Let me summarize: in the beginning, humans were primarily concerned with survival. Once basic survival was assured, the focus then shifted to rewards to be gained from work (money, possessions, etc). As the modern world continues to evolve, there is a growing awareness (among people who study such things) of the importance of intrinsic motivation to happiness. According to this book, the three elements of motivation are autonomy, mastery, and purpose.

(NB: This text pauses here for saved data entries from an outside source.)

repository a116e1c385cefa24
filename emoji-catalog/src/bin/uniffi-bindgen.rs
fn main() {
    uniffi::uniffi_bindgen_main()
}
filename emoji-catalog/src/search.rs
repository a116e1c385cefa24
//! Free-text emoji search
//!
//! Query tokens progressively narrow the pool: an emoji survives a token if
//! one of its search words starts with it. Each surviving emoji accumulates
//! the offset of the first such word (+1), or nothing when the token is its
//! exact id. Lowest total wins, ties go to the lexically smaller id.

use std::collections::{HashMap, HashSet};
use std::sync::Arc;

use once_cell::sync::Lazy;
use regex::Regex;

use crate::indexer::SearchIndex;
use crate::models::Emoji;

/// Default cap on returned results.
pub const DEFAULT_MAX_RESULTS: usize = 90;

/// First hyphen that follows a word character (`high-five` → `high five`).
static COMPOUND_HYPHEN: Lazy<Regex> =
    Lazy::new(|| Regex::new(r"([A-Za-z0-9_])-").expect("valid hyphen regex"));

static QUERY_SPLIT: Lazy<Regex> =
    Lazy::new(|| Regex::new(r"[\s|,]+").expect("valid query split regex"));

/// Lowercased, de-duplicated query tokens in input order.
pub fn tokenize_query(query: &str) -> Vec<String> {
    let lowered = query.to_lowercase();
    let rewritten = COMPOUND_HYPHEN.replacen(&lowered, 1, "$1 ");

    let mut seen = HashSet::new();
    QUERY_SPLIT
        .split(&rewritten)
        .filter(|word| !word.trim().is_empty())
        .filter(|word| seen.insert(word.to_string()))
        .map(str::to_string)
        .collect()
}

impl SearchIndex {
    /// Ranked matches for `query`.
    ///
    /// Returns `None` for a query without any token, `Some(vec![])` when
    /// nothing matches.
    pub fn search(&self, query: &str, max_results: usize) -> Option<Vec<Arc<Emoji>>> {
        if query.trim().is_empty() {
            return None;
        }
        let tokens = tokenize_query(query);
        if tokens.is_empty() {
            return None;
        }

        let mut pool: Option<HashMap<u32, u64>> = None;
        for token in &tokens {
            if pool.as_ref().is_some_and(|p| p.is_empty()) {
                break;
            }
            let matches = self.prefix_matches(token);

            let mut next: HashMap<u32, u64> = HashMap::with_capacity(matches.len());
            for (entry, offset) in matches {
                let previous = match &pool {
                    Some(pool) => match pool.get(&entry) {
                        Some(score) => *score,
                        None => continue,
                    },
                    None => 0,
                };
                let emoji = &self.entries[entry as usize].emoji;
                let contribution = if emoji.id == *token {
                    0
                } else {
                    u64::from(offset) + 1
                };
                next.insert(entry, previous + contribution);
            }
            pool = Some(next);
        }

        let mut ranked: Vec<(u64, &Arc<Emoji>)> = pool
            .unwrap_or_default()
            .into_iter()
            .map(|(entry, score)| (score, &self.entries[entry as usize].emoji))
            .collect();
        ranked.sort_by(|(a_score, a), (b_score, b)| {
            a_score.cmp(b_score).then_with(|| a.id.cmp(&b.id))
        });
        ranked.truncate(max_results);

        Some(ranked.into_iter().map(|(_, emoji)| Arc::clone(emoji)).collect())
    }
}
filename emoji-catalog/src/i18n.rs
//! Localized picker strings
//!
//! English ships with the crate; other locales are fetched as flat JSON files
//! with the same shape.

use serde::{Deserialize, Serialize};

use crate::interface::Locale;

#[derive(Debug, Clone, PartialEq, Serialize, Deserialize, uniffi::Record)]
pub struct CategoryLabels {
    pub activity: String,
    pub custom: String,
    pub flags: String,
    pub foods: String,
    pub frequent: String,
    pub nature: String,
    pub objects: String,
    pub people: String,
    pub places: String,
    pub search: String,
    pub symbols: String,
}

impl CategoryLabels {
    /// Label for a bundle category id.
    pub fn get(&self, category_id: &str) -> Option<&str> {
        let label = match category_id {
            "activity" => &self.activity,
            "custom" => &self.custom,
            "flags" => &self.flags,
            "foods" => &self.foods,
            "frequent" => &self.frequent,
            "nature" => &self.nature,
            "objects" => &self.objects,
            "people" => &self.people,
            "places" => &self.places,
            "search" => &self.search,
            "symbols" => &self.symbols,
            _ => return None,
        };
        Some(label.as_str())
    }
}

/// Skin tone labels keyed `"1"`..`"6"` on the wire.
#[derive(Debug, Clone, PartialEq, Serialize, Deserialize, uniffi::Record)]
pub struct SkinLabels {
    #[serde(rename = "1")]
    pub tone_1: String,
    #[serde(rename = "2")]
    pub tone_2: String,
    #[serde(rename = "3")]
    pub tone_3: String,
    #[serde(rename = "4")]
    pub tone_4: String,
    #[serde(rename = "5")]
    pub tone_5: String,
    #[serde(rename = "6")]
    pub tone_6: String,
    pub choose: String,
}

impl SkinLabels {
    /// Label for a 1-based tone.
    pub fn tone(&self, tone: u8) -> Option<&str> {
        let label = match tone {
            1 => &self.tone_1,
            2 => &self.tone_2,
            3 => &self.tone_3,
            4 => &self.tone_4,
            5 => &self.tone_5,
            6 => &self.tone_6,
            _ => return None,
        };
        Some(label.as_str())
    }
}

#[derive(Debug, Clone, PartialEq, Serialize, Deserialize, uniffi::Record)]
pub struct Translations {
    pub search: String,
    pub search_no_results_1: String,
    pub search_no_results_2: String,
    pub pick: String,
    pub add_custom: String,
    pub categories: CategoryLabels,
    pub skins: SkinLabels,
}

impl Translations {
    /// Built-in English strings.
    pub fn english() -> Self {
        Self {
            search: "Search".to_string(),
            search_no_results_1: "Oh no!".to_string(),
            search_no_results_2: "That emoji couldn’t be found".to_string(),
            pick: "Pick an emoji…".to_string(),
            add_custom: "Add custom emoji".to_string(),
            categories: CategoryLabels {
                activity: "Activity".to_string(),
                custom: "Custom".to_string(),
                flags: "Flags".to_string(),
                foods: "Food & Drink".to_string(),
                frequent: "Frequently used".to_string(),
                nature: "Animals & Nature".to_string(),
                objects: "Objects".to_string(),
                people: "Smileys & People".to_string(),
                places: "Travel & Places".to_string(),
                search: "Search Results".to_string(),
                symbols: "Symbols".to_string(),
            },
            skins: SkinLabels {
                tone_1: "Default".to_string(),
                tone_2: "Light".to_string(),
                tone_3: "Medium-Light".to_string(),
                tone_4: "Medium".to_string(),
                tone_5: "Medium-Dark".to_string(),
                tone_6: "Dark".to_string(),
                choose: "Choose default skin tone".to_string(),
            },
        }
    }

    pub fn from_json(json: &str) -> serde_json::Result<Self> {
        serde_json::from_str(json)
    }
}

impl Default for Translations {
    fn default() -> Self {
        Self::english()
    }
}

/// Whether strings for `locale` must be fetched.
pub fn needs_fetch(locale: Locale) -> bool {
    locale != Locale::En
}

#[cfg(test)]
mod tests {
    use super::*;

    const FRENCH: &str = r#"{
        "search": "Recherche",
        "search_no_results_1": "Oh non !",
        "search_no_results_2": "Cet emoji n’a pas été trouvé",
        "pick": "Choisissez un emoji…",
        "add_custom": "Ajouter un emoji personnalisé",
        "categories": {
            "activity": "Activités",
            "custom": "Personnalisés",
            "flags": "Drapeaux",
            "foods": "Nourriture & Boissons",
            "frequent": "Fréquemment utilisés",
            "nature": "Animaux & Nature",
            "objects": "Objets",
            "people": "Smileys & Personnes",
            "places": "Voyages & Lieux",
            "search": "Résultats de recherche",
            "symbols": "Symboles"
        },
        "skins": {
            "1": "Par défaut",
            "2": "Clair",
            "3": "Moyennement clair",
            "4": "Moyen",
            "5": "Moyennement foncé",
            "6": "Foncé",
            "choose": "Choisir le ton de peau par défaut"
        }
    }"#;

    #[test]
    fn test_parse_locale_file() {
        let t = Translations::from_json(FRENCH).unwrap();
        assert_eq!(t.categories.get("flags"), Some("Drapeaux"));
        assert_eq!(t.skins.tone(6), Some("Foncé"));
        assert_eq!(t.skins.tone(7), None);
    }

    #[test]
    fn test_english_wire_shape() {
        let value = serde_json::to_value(Translations::english()).unwrap();
        assert_eq!(value["skins"]["1"], "Default");
        assert_eq!(value["categories"]["frequent"], "Frequently used");
        assert!(value["skins"].get("tone_1").is_none());
    }

    #[test]
    fn test_missing_key_is_parse_error() {
        assert!(Translations::from_json(r#"{"search":"Search"}"#).is_err());
    }

    #[test]
    fn test_only_english_is_builtin() {
        assert!(!needs_fetch(Locale::En));
        assert!(needs_fetch(Locale::Fr));
    }
}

The book describes companies who are trying this new approach to work, with radical policies like 20% time (where 20% of employees' paid time can be used to work on anything they want) and Results Only Work Environments (where there are no hours, you can work any time and any way that you want to, as long as you are producing at a high level). Reading the book made me really think about that kind of work environment. I love my job, am passionate about every aspect of it, would rather be doing this than anything else in the world... but yet I still hate Monday mornings. Why is that? Because the way this job is (and 99% of all jobs, let's be clear, I am not complaining about Leader so much as I am complaining about the general structure of the workplace in America), I HAVE to come in at 7:30. Why?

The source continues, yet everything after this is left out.